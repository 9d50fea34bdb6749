//! Moving particle rows between ranks.
//!
//! A message carries whole particle rows. The rows of each array are packed
//! one array after the other, in the order keys, `x`, `y`, `z`, `h`, then the
//! properties in insertion order. Receivers unpack with the same order, so
//! all ranks must hold the same property layout.

use std::ops::Range;

use crate::assignment::SpaceCurveAssignment;
use crate::backend::Backend;
use crate::comm::{exchange_buffers, exchange_counts, Communicator, MessageTag};
use crate::error::Result;
use crate::halos::HaloPlan;
use crate::particles::{ParticleArray, ParticleSet};
use crate::sfc::SfcKey;
use crate::sort::sort_particles;
use crate::tools::{displacements, sort_to_bins};

/// Pack the rows in `ranges` of every array.
fn pack(arrays: &[&dyn ParticleArray], ranges: &[Range<usize>], row_bytes: usize) -> Vec<u8> {
    let rows: usize = ranges.iter().map(|range| range.len()).sum();
    let mut buffer = Vec::with_capacity(rows * row_bytes);
    for array in arrays {
        array.gather_bytes(ranges, &mut buffer);
    }
    buffer
}

/// Unpack `rows` rows from `buffer` into every array starting at `offset`.
fn unpack(arrays: &mut [&mut dyn ParticleArray], offset: usize, rows: usize, buffer: &[u8]) {
    let mut position = 0;
    for array in arrays.iter_mut() {
        let bytes = rows * array.element_size();
        array.scatter_bytes(offset, &buffer[position..position + bytes]);
        position += bytes;
    }
    debug_assert_eq!(position, buffer.len());
}

/// Send every owned particle to the rank owning its key.
///
/// The owned particles must be sorted by key and any halos must already be
/// dropped. On return the set holds exactly the particles in the key range
/// of the calling rank, sorted by key, all of them owned. Returns the new
/// number of particles.
pub fn redistribute<K: SfcKey, B: Backend, C: Communicator>(
    particles: &mut ParticleSet<K>,
    assignment: &SpaceCurveAssignment<K>,
    comm: &C,
) -> Result<usize> {
    let (rank, size) = (comm.rank(), comm.size());
    debug_assert_eq!(particles.len(), particles.num_owned());
    debug_assert_eq!(assignment.num_ranks(), size);

    let send_counts = sort_to_bins(particles.keys(), assignment.rank_start_keys());
    let send_offsets = displacements(&send_counts);
    let recv_counts = exchange_counts(
        comm,
        &send_counts.iter().map(|&count| count as u64).collect::<Vec<_>>(),
    )?
    .into_iter()
    .map(|count| count as usize)
    .collect::<Vec<_>>();
    let recv_offsets = displacements(&recv_counts);
    let new_len: usize = recv_counts.iter().sum();

    let row_bytes = particles.row_bytes();
    let peers = (0..size).filter(|&peer| peer != rank).collect::<Vec<_>>();
    let kept = send_offsets[rank]..send_offsets[rank] + send_counts[rank];

    let (outgoing, kept_rows) = {
        let arrays = particles.arrays();
        let outgoing = peers
            .iter()
            .map(|&peer| {
                let range = send_offsets[peer]..send_offsets[peer] + send_counts[peer];
                (peer, pack(&arrays, &[range], row_bytes))
            })
            .collect::<Vec<_>>();
        (outgoing, pack(&arrays, &[kept], row_bytes))
    };
    let incoming = peers
        .iter()
        .map(|&peer| (peer, recv_counts[peer] * row_bytes))
        .collect::<Vec<_>>();

    let messages = exchange_buffers(comm, MessageTag::Redistribute.tag(), outgoing, &incoming)?;

    // Received rows are placed in rank order, the kept rows at the own slot.
    particles.truncate(0);
    particles.resize(new_len);
    {
        let mut arrays = particles.arrays_mut();
        unpack(&mut arrays, recv_offsets[rank], recv_counts[rank], &kept_rows);
        for (&peer, message) in peers.iter().zip(&messages) {
            unpack(&mut arrays, recv_offsets[peer], recv_counts[peer], message);
        }
    }
    particles.set_num_owned(new_len);

    // Rows from different senders interleave in key order.
    sort_particles::<K, B>(particles)?;

    tracing::debug!(
        rank,
        sent = send_counts.iter().sum::<usize>() - send_counts[rank],
        received = new_len - recv_counts[rank],
        owned = new_len,
        "particles redistributed"
    );
    Ok(new_len)
}

/// Fill the halo section of `particles` according to `plan`.
///
/// The owned section is left untouched. On return the set holds
/// `plan.local_count() + plan.halo_count()` particles.
pub fn exchange_halos<K: SfcKey, C: Communicator>(
    particles: &mut ParticleSet<K>,
    plan: &HaloPlan,
    comm: &C,
) -> Result<()> {
    let rank = comm.rank();
    debug_assert_eq!(particles.num_owned(), plan.local_count());

    let row_bytes = particles.row_bytes();
    let peers = (0..comm.size()).filter(|&peer| peer != rank).collect::<Vec<_>>();

    particles.truncate(plan.local_count());
    let outgoing = {
        let arrays = particles.arrays();
        peers
            .iter()
            .map(|&peer| (peer, pack(&arrays, plan.send_list(peer).ranges(), row_bytes)))
            .collect::<Vec<_>>()
    };
    let incoming = peers
        .iter()
        .map(|&peer| (peer, plan.recv_count(peer) * row_bytes))
        .collect::<Vec<_>>();

    let messages = exchange_buffers(comm, MessageTag::Halos.tag(), outgoing, &incoming)?;

    particles.resize(plan.local_count() + plan.halo_count());
    let mut arrays = particles.arrays_mut();
    for (&peer, message) in peers.iter().zip(&messages) {
        unpack(&mut arrays, plan.recv_offset(peer), plan.recv_count(peer), message);
    }

    tracing::debug!(
        rank,
        sent = plan.send_count(),
        received = plan.halo_count(),
        "halos exchanged"
    );
    Ok(())
}

#[cfg(test)]
mod test {
    use super::{pack, redistribute, unpack};
    use crate::assignment::compute_assignment;
    use crate::backend::HostBackend;
    use crate::comm::local::LocalCluster;
    use crate::comm::Communicator;
    use crate::octree::uniform_tree;
    use crate::particles::{ParticleArray, ParticleSet};

    #[test]
    fn test_pack_unpack_rows() {
        let ids: Vec<u32> = vec![10, 11, 12, 13, 14];
        let values: Vec<f64> = vec![0.0, 0.5, 1.0, 1.5, 2.0];
        let buffer = pack(&[&ids as &dyn ParticleArray, &values], &[1..2, 3..5], 12);
        assert_eq!(buffer.len(), 36);

        let mut target_ids: Vec<u32> = vec![0; 4];
        let mut target_values: Vec<f64> = vec![0.0; 4];
        unpack(
            &mut [&mut target_ids as &mut dyn ParticleArray, &mut target_values],
            1,
            3,
            &buffer,
        );

        assert_eq!(target_ids, vec![0, 11, 13, 14]);
        assert_eq!(target_values, vec![0.0, 0.5, 1.5, 2.0]);
    }

    #[test]
    fn test_redistribute_moves_rows_to_owners() {
        let tree = uniform_tree::<u32>(1);
        let counts = vec![1; 8];
        let assignment = compute_assignment(&tree, &counts, 2).unwrap();

        let results = LocalCluster::run(2, |comm| {
            // Every rank starts with one particle per octant, tagged by rank.
            let n = 8;
            let rank = comm.rank() as u32;
            let mut particles =
                ParticleSet::<u32>::new(vec![0.0; n], vec![0.0; n], vec![0.0; n], vec![1.0; n])
                    .unwrap()
                    .with_property("origin", vec![rank; n])
                    .unwrap();
            {
                let (keys, _) = particles.keys_mut_and_coordinates();
                for (octant, key) in keys.iter_mut().enumerate() {
                    *key = tree[octant] + rank;
                }
            }

            let owned =
                redistribute::<u32, HostBackend, _>(&mut particles, &assignment, &comm).unwrap();
            (
                owned,
                particles.keys().to_vec(),
                particles.property::<u32>("origin").unwrap().to_vec(),
            )
        });

        for (rank, (owned, keys, origin)) in results.into_iter().enumerate() {
            assert_eq!(owned, 8);
            let (first, last) = assignment.key_range(rank);
            assert!(keys.iter().all(|&key| first <= key && key < last));
            assert!(keys.windows(2).all(|pair| pair[0] <= pair[1]));
            // Keys of rank 1 are one larger, so origins alternate.
            assert_eq!(origin, vec![0, 1, 0, 1, 0, 1, 0, 1]);
        }
    }
}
────────
■ Problem details:
Restate, please, word for word the span of records running from the first line to the line bearing "same property layout.", both included, and nothing outside it.

■ Solved exercise:
repository 9d50fea34bdb6749
//! Moving particle rows between ranks.
//!
//! A message carries whole particle rows. The rows of each array are packed
//! one array after the other, in the order keys, `x`, `y`, `z`, `h`, then the
//! properties in insertion order. Receivers unpack with the same order, so
//! all ranks must hold the same property layout.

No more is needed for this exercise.